IF 4.3 2区 生物学 Pub Date : 2023-08-29 eCollection Date: 2023-08-01 DOI: 10.1371/journal.pcbi.1011393
Nikos I Bosse, Sam Abbott, Anne Cori, Edwin van Leeuwen, Johannes Bracher, Sebastian Funk

Forecast evaluation is essential for the development of predictive epidemic models and can inform their use for public health decision-making. Common scores to evaluate epidemiological forecasts are the Continuous Ranked Probability Score (CRPS) and the Weighted Interval Score (WIS), which can be seen as measures of the absolute distance between the forecast distribution and the observation. However, applying these scores directly to predicted and observed incidence counts may not be the most appropriate due to the exponential nature of epidemic processes and the varying magnitudes of observed values across space and time. In this paper, we argue that transforming counts before applying scores such as the CRPS or WIS can effectively mitigate these difficulties and yield epidemiologically meaningful and easily interpretable results.

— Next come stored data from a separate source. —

//! Tree reconciliation
//!
//! Ingests one drive's stream of item events and maintains the three live
//! structures of an enumeration: the collection map (container id to
//! collection), the new-paths map (container id to current repo path), and
//! the exclusion set the store uses to suppress superseded blobs.
//!
//! The server guarantees folders arrive before their children within a
//! page, and pages arrive in order; everything here leans on that. Moved
//! folders do not re-emit their descendants, so a folder move ripples a
//! prefix substitution through both the new-paths map and the collection
//! map.

use std::collections::{BTreeMap, BTreeSet, HashMap};
use std::sync::Arc;

use graphvault_core::control::Options;
use graphvault_core::domain::path::replace_path_prefix;
use graphvault_core::domain::{Category, DriveId, EngineError, ItemKind, RepoPath};
use graphvault_core::fault::FaultBus;
use graphvault_core::ports::selector::FolderMatcher;
use graphvault_core::ports::BackupCollection;
use graphvault_core::ports::transport::{DriveClient, DriveItem};
use tracing::debug;

use crate::collection::{DriveCollection, DATA_FILE_SUFFIX, META_FILE_SUFFIX};

/// Library folder the server reserves for site page content; never backed up
const RESTRICTED_DIRECTORY: &str = "Site Pages";

/// Counters accumulated while reconciling one drive
#[derive(Debug, Clone, Copy, Default, PartialEq, Eq)]
pub struct ReconcileCounts {
    pub items: u64,
    pub files: u64,
    pub containers: u64,
}

/// Everything a finished reconciliation hands back
pub struct ReconcileResults {
    /// Collections keyed by container id (tombstones included)
    pub collections: HashMap<String, DriveCollection>,
    /// Container id -> current repo path string
    pub new_paths: BTreeMap<String, String>,
    /// Blob names superseded by this enumeration
    pub excluded: BTreeSet<String>,
    pub counts: ReconcileCounts,
}

/// Stateful tree updater for one drive enumeration
///
/// Single-writer: one reconciler per (owner, category, drive), fed pages
/// in order. A delta reset discards the instance; the enumerator builds a
/// fresh one with `invalid_prev_delta` set.
pub struct Reconciler {
    tenant: String,
    owner: String,
    category: Category,
    drive_id: DriveId,
    drive_name: String,
    transport: Arc<dyn DriveClient>,
    matcher: Arc<dyn FolderMatcher>,
    options: Options,
    invalid_prev_delta: bool,

    collections: HashMap<String, DriveCollection>,
    new_paths: BTreeMap<String, String>,
    excluded: BTreeSet<String>,
    /// File id -> container id it was last seen in during this run;
    /// catches multi-move of a file within one delta window
    item_container: HashMap<String, String>,
    counts: ReconcileCounts,
}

Using the CRPS on log-transformed values as an example, we list three attractive properties: Firstly, it can be interpreted as a probabilistic version of a relative error. Secondly, it reflects how well models predicted the time-varying epidemic growth rate. And lastly, using arguments on variance-stabilizing transformations, it can be shown that under the assumption of a quadratic mean-variance relationship, the logarithmic transformation leads to expected CRPS values which are independent of the order of magnitude of the predicted quantity. Applying a transformation of log(x + 1) to data and forecasts from the European COVID-19 Forecast Hub, we find that it changes model rankings regardless of stratification by forecast date, location or target types. Situations in which models missed the beginning of upward swings are more strongly emphasised while failing to predict a downturn following a peak is less severely penalised when scoring transformed forecasts as opposed to untransformed ones. We conclude that appropriate transformations, of which the natural logarithm is only one particularly attractive option, should be considered when assessing the performance of different models in the context of infectious disease incidence.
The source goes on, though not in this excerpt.